DECT ULE's low current consumption is achieved in the same way as in other low-power systems – by allowing the IC to operate in a sleep mode for most of the time. This sleep state is available as a service within CAT-iq.
Frequency Range
DECT operates in the 1880 to 1900 MHz frequency band (outside Europe the 1910-1930 MHz and 1900- 1920 MHz bands are also used). This 20 MHz of radio spectrum is split into ten channels with a spacing of 1.728 MHz. In addition to this division by frequency (Frequency Division Multiple Access or FDMA), DECT also splits up the available space into time slots (Time Division Multiple Access or TDMA). In total, there are 24 time slots per frequency band (12 "down" and 12 "up"). And 100 frames per second can be sent over each of the ten frequency bands.
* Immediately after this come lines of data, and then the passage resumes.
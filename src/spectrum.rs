use std::f64::consts::SQRT_2;
use std::sync::Mutex;

use crate::params::BITS_PER_SAMPLE;
use crate::rdft::RealDft;

/// Pipeline turns one period of raw 16-bit samples into normalized
/// magnitudes, one per frequency bin. All scratch is allocated once and
/// reused; process() performs no allocation.
pub struct Pipeline {
    bins: usize,

    rdft: RealDft,
    transform: Vec<f64>,
    spectrum: Vec<f64>,
}

impl Pipeline {
    pub fn new(samples: usize) -> Pipeline {
        Pipeline {
            bins: samples / 2,
            rdft: RealDft::new(samples),
            transform: vec![0f64; samples],
            spectrum: vec![0f64; samples / 2],
        }
    }

    pub fn bins(&self) -> usize {
        self.bins
    }

    /// Runs one period: cast to f64, transform in place, normalize. The
    /// returned slice is the pipeline's own spectrum buffer and is
    /// overwritten by the next call.
    pub fn process(&mut self, raw: &[i16]) -> &[f64] {
        if raw.len() != self.transform.len() {
            panic!("period length does not match the pipeline size");
        }

        for (y, &s) in self.transform.iter_mut().zip(raw.iter()) {
            *y = f64::from(s);
        }
        self.rdft.process(&mut self.transform);

        let gain = self.bins as f64;
        let full_scale = f64::from(1u32 << BITS_PER_SAMPLE);
        for i in 0..self.bins {
            // Bin 0 reads the packed DC and Nyquist slots through the same
            // formula as every other bin; kept for parity with the values
            // existing consumers were calibrated against.
            let re = self.transform[2 * i] / gain;
            let im = self.transform[2 * i + 1] / gain;
            self.spectrum[i] = (re * re + im * im).sqrt() / full_scale / SQRT_2;
        }

        &self.spectrum
    }
}

/// SpectrumSlot is a single-slot channel holding the most recently published
/// spectrum. Each publish overwrites the previous contents, so a reader
/// always sees the latest period and nothing queues up.
pub struct SpectrumSlot {
    inner: Mutex<Slot>,
}

struct Slot {
    spectrum: Vec<f64>,
    period: u64,
}

impl SpectrumSlot {
    pub fn new(bins: usize) -> SpectrumSlot {
        SpectrumSlot {
            inner: Mutex::new(Slot {
                spectrum: vec![0f64; bins],
                period: 0,
            }),
        }
    }

    pub fn bins(&self) -> usize {
        let slot = self.inner.lock().unwrap_or_else(|e| e.into_inner());
        slot.spectrum.len()
    }

    pub(crate) fn publish(&self, spectrum: &[f64]) {
        let mut slot = self.inner.lock().unwrap_or_else(|e| e.into_inner());
        slot.spectrum.copy_from_slice(spectrum);
        slot.period += 1;
    }

    /// Copies the latest spectrum into `out` and returns the number of
    /// periods published so far. 0 means nothing has been captured yet.
    pub fn snapshot(&self, out: &mut Vec<f64>) -> u64 {
        let slot = self.inner.lock().unwrap_or_else(|e| e.into_inner());
        out.clear();
        out.extend_from_slice(&slot.spectrum);
        slot.period
    }
}

#[cfg(test)]
mod tests {
    use super::{Pipeline, SpectrumSlot};
    use std::f64::consts::PI;

    #[test]
    fn zero_input_gives_zero_spectrum() {
        let mut p = Pipeline::new(2048);
        let raw = vec![0i16; 2048];
        let spectrum = p.process(&raw);
        assert_eq!(spectrum.len(), 1024);
        assert!(spectrum.iter().all(|&x| x == 0.));
    }

    #[test]
    fn full_scale_square_wave_stays_bounded() {
        let mut p = Pipeline::new(2048);
        let raw: Vec<i16> = (0..2048)
            .map(|i| if i % 2 == 0 { 32767 } else { -32768 })
            .collect();
        let spectrum = p.process(&raw);
        for &m in spectrum {
            assert!(m.is_finite());
            assert!(m >= 0. && m <= 2.);
        }
    }

    #[test]
    fn bin_aligned_sine_peaks_at_its_bin() {
        // f = 40 * 44100 / 2048 Hz, exactly on bin 40
        let mut p = Pipeline::new(2048);
        let k = 40;
        let raw: Vec<i16> = (0..2048)
            .map(|i| (30000. * (2. * PI * k as f64 * i as f64 / 2048.).sin()) as i16)
            .collect();
        let spectrum = p.process(&raw).to_vec();

        let (peak, _) = spectrum
            .iter()
            .enumerate()
            .fold((0, 0f64), |acc, (i, &m)| if m > acc.1 { (i, m) } else { acc });
        assert_eq!(peak, k);
        assert!(spectrum[k] > 5. * spectrum[k - 1]);
        assert!(spectrum[k] > 5. * spectrum[k + 1]);

        // amplitude A normalizes to roughly A / 2^16 / sqrt(2)
        let expected = 30000. / 65536. / (2f64).sqrt();
        assert!((spectrum[k] - expected).abs() < 1e-2);
    }

    #[test]
    fn deterministic_across_runs() {
        let mut p = Pipeline::new(2048);
        let raw: Vec<i16> = (0..2048).map(|i| ((i * 37) % 1999) as i16 - 999).collect();
        let first = p.process(&raw).to_vec();
        let second = p.process(&raw).to_vec();
        assert_eq!(first, second);
    }

    #[test]
    fn output_length_is_half_the_period() {
        for &n in &[16usize, 256, 2048] {
            let mut p = Pipeline::new(n);
            assert_eq!(p.bins(), n / 2);
            let raw = vec![0i16; n];
            assert_eq!(p.process(&raw).len(), n / 2);
        }
    }

    #[test]
    fn slot_keeps_latest_value() {
        let slot = SpectrumSlot::new(4);
        let mut out = Vec::new();
        assert_eq!(slot.snapshot(&mut out), 0);
        assert_eq!(out, vec![0f64; 4]);

        slot.publish(&[1., 2., 3., 4.]);
        slot.publish(&[5., 6., 7., 8.]);
        assert_eq!(slot.snapshot(&mut out), 2);
        assert_eq!(out, vec![5., 6., 7., 8.]);
    }
}
use thiserror::Error;

/// RecorderError is returned from recorder lifecycle operations. Per-period
/// conditions (a short read at shutdown, queue overflow) are contained in the
/// dispatcher and logged instead of surfacing here.
#[derive(Error, Debug)]
pub enum RecorderError {
    #[error("audio device unavailable: {0}")]
    DeviceUnavailable(String),
    #[error("invalid capture config: {0}")]
    Config(String),
    #[error("could not build input stream: {0}")]
    BuildStream(#[from] cpal::BuildStreamError),
    #[error("could not start capture: {0}")]
    Play(#[from] cpal::PlayStreamError),
    #[error("could not stop capture: {0}")]
    Pause(#[from] cpal::PauseStreamError),
}
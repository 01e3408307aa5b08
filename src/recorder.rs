use std::sync::{Arc, Mutex};
use std::thread;

use cpal::traits::StreamTrait;

use crate::buffer::{ReadOutcome, SampleQueue};
use crate::errors::RecorderError;
use crate::params::Params;
use crate::source::Source;
use crate::spectrum::{Pipeline, SpectrumSlot};

/// Callback receiving the normalized spectrum once per capture period, on
/// the dispatcher thread. The slice is overwritten on the next period, so a
/// consumer that needs a stable snapshot must copy it before returning.
pub type SpectrumCallback = Box<dyn FnMut(&[f64]) + Send>;

type SharedListener = Arc<Mutex<Option<SpectrumCallback>>>;

// Slack for scheduling jitter between the capture callback and the worker.
const QUEUE_PERIODS: usize = 4;

/// Recorder owns the capture stream, the sample queue, and the dispatcher
/// worker that turns each period of samples into a spectrum.
pub struct Recorder {
    sample_rate: u32,
    bins: usize,

    stream: cpal::Stream,
    queue: Arc<SampleQueue>,
    slot: Arc<SpectrumSlot>,
    listener: SharedListener,
    worker: Option<thread::JoinHandle<()>>,
}

impl Recorder {
    /// Opens the input device and prepares the whole pipeline, mono 16-bit
    /// PCM at the configured rate. Capture does not begin until start().
    /// On failure no partial recorder is produced.
    pub fn initialize(params: Params) -> Result<Recorder, RecorderError> {
        params.validate()?;
        let samples = params.period_samples();
        let bins = params.spectrum_bins();

        let queue = Arc::new(SampleQueue::new(samples * QUEUE_PERIODS));
        let slot = Arc::new(SpectrumSlot::new(bins));
        let listener: SharedListener = Arc::new(Mutex::new(None));

        let source = Source::new(params.device.as_deref())?;
        let producer = queue.clone();
        let stream = source.get_stream(
            1,
            params.sample_rate,
            samples as u32,
            Box::new(move |data: &[i16]| producer.push(data)),
        )?;

        let worker = {
            let queue = queue.clone();
            let slot = slot.clone();
            let listener = listener.clone();
            thread::spawn(move || run_dispatcher(samples, &queue, &slot, &listener))
        };

        log::debug!(
            "recorder initialized: {} samples per period, {} bins at {} Hz",
            samples,
            bins,
            params.sample_rate
        );

        Ok(Recorder {
            sample_rate: params.sample_rate,
            bins,
            stream,
            queue,
            slot,
            listener,
            worker: Some(worker),
        })
    }

    /// Begins capture.
    pub fn start(&self) -> Result<(), RecorderError> {
        log::debug!("start capture");
        self.stream.play()?;
        Ok(())
    }

    /// Halts capture. Safe to call at any time, including before start() and
    /// while a period is being dispatched.
    pub fn stop(&self) -> Result<(), RecorderError> {
        log::debug!("stop capture");
        self.stream.pause()?;
        Ok(())
    }

    /// Replaces the registered listener. At most one listener is held at a
    /// time. A replacement during an in-flight dispatch takes effect at the
    /// next period boundary.
    pub fn set_listener(&self, cb: SpectrumCallback) {
        let mut listener = self.listener.lock().unwrap_or_else(|e| e.into_inner());
        *listener = Some(cb);
    }

    pub fn clear_listener(&self) {
        let mut listener = self.listener.lock().unwrap_or_else(|e| e.into_inner());
        *listener = None;
    }

    pub fn sample_rate(&self) -> u32 {
        self.sample_rate
    }

    /// Number of frequency bins in each published spectrum.
    pub fn spectrum_bins(&self) -> usize {
        self.bins
    }

    /// Copies the most recent spectrum into `out` and returns the period
    /// counter. 0 means nothing has been captured yet.
    pub fn latest(&self, out: &mut Vec<f64>) -> u64 {
        self.slot.snapshot(out)
    }
}

impl Drop for Recorder {
    fn drop(&mut self) {
        self.queue.close();
        if let Some(worker) = self.worker.take() {
            if worker.join().is_err() {
                log::error!("dispatcher worker panicked");
            }
        }
    }
}

/// Dispatcher loop: drain exactly one period of samples, run the pipeline,
/// publish the result, notify the listener. A short period left in the queue
/// at close is discarded rather than transformed.
fn run_dispatcher(
    samples: usize,
    queue: &SampleQueue,
    slot: &SpectrumSlot,
    listener: &SharedListener,
) {
    let mut pipeline = Pipeline::new(samples);
    let mut raw = vec![0i16; samples];

    loop {
        match queue.read_period(&mut raw) {
            ReadOutcome::Period => {
                let spectrum = pipeline.process(&raw);
                slot.publish(spectrum);

                let mut guard = listener.lock().unwrap_or_else(|e| e.into_inner());
                if let Some(cb) = guard.as_mut() {
                    cb(spectrum);
                }
            }
            ReadOutcome::Closed { remaining } => {
                if remaining > 0 {
                    log::debug!("discarding short period of {} samples", remaining);
                }
                break;
            }
        }
    }
}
To transmit data, DECT equipment first scans the entire DECT band and selects a channel by choosing a specific time slot combination on a specific frequency. For instance, after scanning it may decide that downlink slot 2 and uplink slot 14 in frequency band 2 (1888.248 MHz) are available. With twelve possible time slot combinations and ten frequency bands, there are a total of 120 radio channels available. The total capacity can be extended further by adding more base stations. As long as the base stations are far enough from one another so as not to occur interference, each base station can manage its own sector. In this way, hundreds of thousands of users in a single office environment can be supported. Unlike many other low-power technologies, there is no need for frequency planning because the system dynamically selects the best channel to use.
Interference
Interference between radio signals reduces the chance of reaching their desired destinations. Many proposed home networking technologies operate in the popular 2.4 GHz Industry Science Medicine (ISM) band. This is available worldwide but is very crowded with Wi-Fi, Bluetooth and microwave radiation. For sensor networks with multiple devices, this is a big obstacle. By contrast, DECT operates in the 1.9 GHz band. Uniquely, this band is licensed (reducing interference issues) but is free from royalties. Moreover, DECT is designed at protocol level to prevent interference. The dynamic channel selection system ensures that the best available band is used. In addition, a 1 Mbit/s raw data rate and high link budget make high voice quality and reliable data transmission possible in DECT. Some baby monitors and door phones even send video over DECT.
Benefits for Wireless Sensors
In a DECT network, the Base Station emits a timing signal every ten milliseconds to synchronize all the devices. However, if a device has no connection, to save its battery, it goes into standby mode and only listens for the timing signal every 640 milliseconds. This so-called low scan paging mode enables a balance between battery usage and system reaction time. Sensors do nothing most of the time so they can go into sleep mode, making much lower current consumption possible. By stretching the low scan paging mode interval from 640 milliseconds to 20 seconds and reducing the current during this period to a few microamps, it is possible to create a device that can run on a single set of batteries for years. The 20 second sleep time is a practical trade-off between power consumption and response requirements.